Public Payers News

Medicaid Spend Grows 2.9% in FY 2019, Medicaid Enrollment Flat

Researchers expect low FY 2019 Medicaid spending will ramp up in 2020 due to prescription drug costs, provider rates, and long-term care costs.

Medicaid spending, medicaid enrollment, long-term care

Source: Thinkstock

By Kelsey Waddill

- Overall Medicaid spending growth was at 2.9 percent for fiscal year (FY) 2019 but is projected to trend upward in the new year, while Medicaid enrollment growth was flat and will continue to be so in FY 2020, according to a Kaiser Family Foundation 50-state Medicaid budget survey.

“States generally attributed enrollment declines to a stronger economy; however, some states also pointed to process and systems changes including changes to renewal processes, upgraded eligibility systems and enhanced data matching efforts to verify eligibility as putting a downward pressure on enrollment,” the study stated.

But a strong economy and system changes will not be enough to fend off rising prescription drug costs, increasing provider rates, and a growing older generation with high long-term care costs, the survey indicated. While states have been trying to control these costs with methods such as alternative payment models, these drivers are expected to heighten Medicaid spending in FY 2020.

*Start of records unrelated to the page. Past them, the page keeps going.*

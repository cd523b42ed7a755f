use chipper_brain::{BrainChannel, BrainRegistry, Task, TaskLoop, notification_queue};
use chipper_core::clock::ManualClock;
use chipper_core::config::Config;
use chipper_core::grid::{Block, VoxelGrid};
use chipper_core::sync::{TaskChannel, ThinkingState};
use chipper_core::{AgentId, AgentSnapshot, BlockPos, Vec3};
use std::sync::Arc;
use std::time::Duration;

const AGENT: AgentId = AgentId(1);

struct Harness {
    task_loop: TaskLoop,
    channel: BrainChannel,
    clock: ManualClock,
    body: AgentSnapshot,
}

impl Harness {
    fn new() -> Self {
        let (sender, receiver) = notification_queue();
        let registry = BrainRegistry::new(Arc::new(Config::default()));
        let clock = ManualClock::new();
        let task_loop = TaskLoop::new(registry.clone(), receiver, Arc::new(clock.clone()));
        let channel = BrainChannel::new(registry, sender);
        channel.start(AGENT);
        Self {
            task_loop,
            channel,
            clock,
            body: AgentSnapshot::new(AGENT, Vec3::new(0.5, 0.0, 0.5)),
        }
    }

    fn tick(&mut self, world: &VoxelGrid) {
        self.clock.advance(Duration::from_millis(50));
        self.task_loop.tick(world, &[self.body]);
    }

    fn task(&self) -> Task {
        self.task_loop
            .registry()
            .read(AGENT, |brain| brain.state().task)
            .unwrap()
    }

    fn blacklist_reason(&self, pos: BlockPos) -> Option<String> {
        self.task_loop
            .registry()
            .read(AGENT, |brain| {
                brain.intelligence().blacklist_reason(pos).map(str::to_string)
            })
            .flatten()
    }
}

#[test]
fn test_leaf_in_front_of_the_trunk_is_cleared_before_chopping() {
    let mut grid = VoxelGrid::flat(8, -1);
    let log = BlockPos::new(3, 0, 0);
    let leaf = BlockPos::new(2, 0, 0);
    grid.set(log, Block::Log);
    grid.set(leaf, Block::Leaf);
    let mut harness = Harness::new();

    harness.tick(&grid);
    assert_eq!(harness.task(), Task::MovingToTree);
    assert_eq!(harness.channel.active_target(AGENT), Some(log.center()));

    harness.tick(&grid);
    assert_eq!(harness.task(), Task::ClearingLeaves);
    assert!(harness.channel.is_clearing_leaves(AGENT));

    harness.tick(&grid);
    assert_eq!(harness.channel.mining_target(AGENT), Some(leaf));
    assert_eq!(
        harness.channel.thinking_state(AGENT),
        ThinkingState::ClearingObstacles
    );

    grid.break_block(leaf);
    for _ in 0..3 {
        harness.tick(&grid);
    }
    assert_eq!(harness.task(), Task::Chopping);
    assert_eq!(harness.channel.mining_target(AGENT), Some(log));
}

#[test]
fn test_lost_sight_of_a_lone_log_gives_it_up() {
    let mut grid = VoxelGrid::flat(8, -1);
    let log = BlockPos::new(3, 0, 0);
    grid.set(log, Block::Log);
    grid.fill(BlockPos::new(2, 0, 0), BlockPos::new(2, 2, 0), Block::Stone);
    let mut harness = Harness::new();

    harness.tick(&grid);
    harness.tick(&grid);
    assert_eq!(harness.task(), Task::Chopping);

    for _ in 0..40 {
        harness.channel.notify_line_of_sight_failure(AGENT);
        harness.tick(&grid);
        if harness.task() == Task::Idle {
            break;
        }
    }
    assert_eq!(harness.task(), Task::Idle);
    assert_eq!(
        harness.blacklist_reason(log).as_deref(),
        Some("LOS failures, no alternatives")
    );

    harness.tick(&grid);
    assert_eq!(harness.task(), Task::Idle);
    assert!(harness.channel.active_target(AGENT).is_none());
}

#[test]
fn test_felled_log_is_picked_up() {
    let mut grid = VoxelGrid::flat(8, -1);
    let log = BlockPos::new(3, 0, 0);
    grid.set(log, Block::Log);
    let mut harness = Harness::new();

    harness.tick(&grid);
    harness.tick(&grid);
    assert_eq!(harness.task(), Task::Chopping);

    harness.channel.notify_mining_progress(AGENT);
    grid.break_block(log);
    harness.tick(&grid);
    assert_eq!(harness.task(), Task::Collecting);
    assert!(harness.channel.status(AGENT).contains("Successes: 2"));

    harness.tick(&grid);
    assert_eq!(harness.task(), Task::MovingToItem);
    assert_eq!(harness.channel.active_target(AGENT), Some(log.center()));
}

#[test]
fn test_stopped_agent_keeps_no_state() {
    let mut grid = VoxelGrid::flat(8, -1);
    grid.plant_tree(BlockPos::new(3, 0, 0), 4, true);
    let mut harness = Harness::new();

    harness.tick(&grid);
    assert!(harness.channel.active_target(AGENT).is_some());

    harness.channel.stop(AGENT);
    harness.tick(&grid);
    assert!(harness.channel.active_target(AGENT).is_none());
    assert_eq!(harness.channel.status(AGENT), "Inactive");

    harness.channel.start(AGENT);
    assert!(harness.channel.status(AGENT).starts_with("Active | Task: Idle"));
    assert!(!harness.channel.status(AGENT).contains("Last decision"));
}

The survey found that in FY 2019, rather than relying solely on general revenue, some states were using savings from Medicaid expansions as well as revenue from provider taxes to cover states’ expansion costs. In total, 11 states used provider taxes—either ones already in place or ones they created for this purpose—to pay for their Medicaid expansion. Seven states said that expansion-related health programs helped fuel further expansion.

States have also been trying to contain costs by identifying high cost beneficiaries and implementing a care management approach.

State Medicaid programs’ contribution to overall Medicaid spending saw little change from FY 2018 to FY 2019. In FY 2019, states’ Medicaid spending growth rose by only 1.1 percent from the previous year. In FY 2018, states contributed 37.5 percent to Medicaid’s overall spending.

In comparison, experts’ expectations for FY 2020 indicate a more significant shift. They anticipate a 5.7 percent increase in states’ Medicaid spending growth.

Medicaid spending in FY 2018 and FY 2019 contradicted normal trends. In FY 2018, state Medicaid spending outpaced overall Medicaid spending by 1.3 percentage points. And in FY 2019, the state Medicaid spending dropped 1.8 percentage points below overall Medicaid spending.

The researchers attribute the spending shifts, in part, to certain policy changes that have been influencing Medicaid spending for over a decade.

The survey analysis charted out the effects of the American Recovery and Reinvestment Act (ARRA) and the Medical Assistance percentage (FMAP) and its role in bringing about the status quo.

The ARRA enhanced the federal government’s matching rate until FY 2011. When it expired, Medicaid spending experienced a significant schism, with overall spending dropping to under zero percent while state spending shot up to nearly 20 percent.

Since the Affordable Care Act went into effect and the government has been gradually backing down from 100 percent matched spending, Medicaid spending returned to its default position, in which state Medicaid spending budgets shadow the overall Medicaid spending budget. The past two years have defied that trend.

This is in part because in FY 2018 states had to take on a five percent share of Medicaid expansion costs.

Next year, states will start paying for 10 percent of the Medicaid expansion group’s costs. States project that in FY 2020 and subsequent years, with the states’ contributions to Medicaid expansion groups stabilized, state Medicaid spending will remain below overall Medicaid spending.

“Average state spending growth may be slower than total spending in FY 2019 and FY 2020 because of the marginally smaller increases in the state share of expansion costs,” the researchers conjectured. “However, our survey data do not provide an explanation.”

Apart from spending data, the survey also noted that enrollment declines in FY 2019 were highest for children, continuing a trend which saw a 2.2 percent decrease in FY 2018 as well. The elderly and persons with disabilities constituted the group with highest enrollment.

Overall, 11 states saw an enrollment increase in FY 2019. Thirty-one are preparing for enrollment growth in FY 2020.

“A strong economy and lower Medicaid enrollment growth relieve some fiscal pressure on states, but a future economic downturn as well as the outcomes of the elections could have significant implications for the Medicaid program, state budgets, and for Medicaid enrollees,” the researchers warned in closing.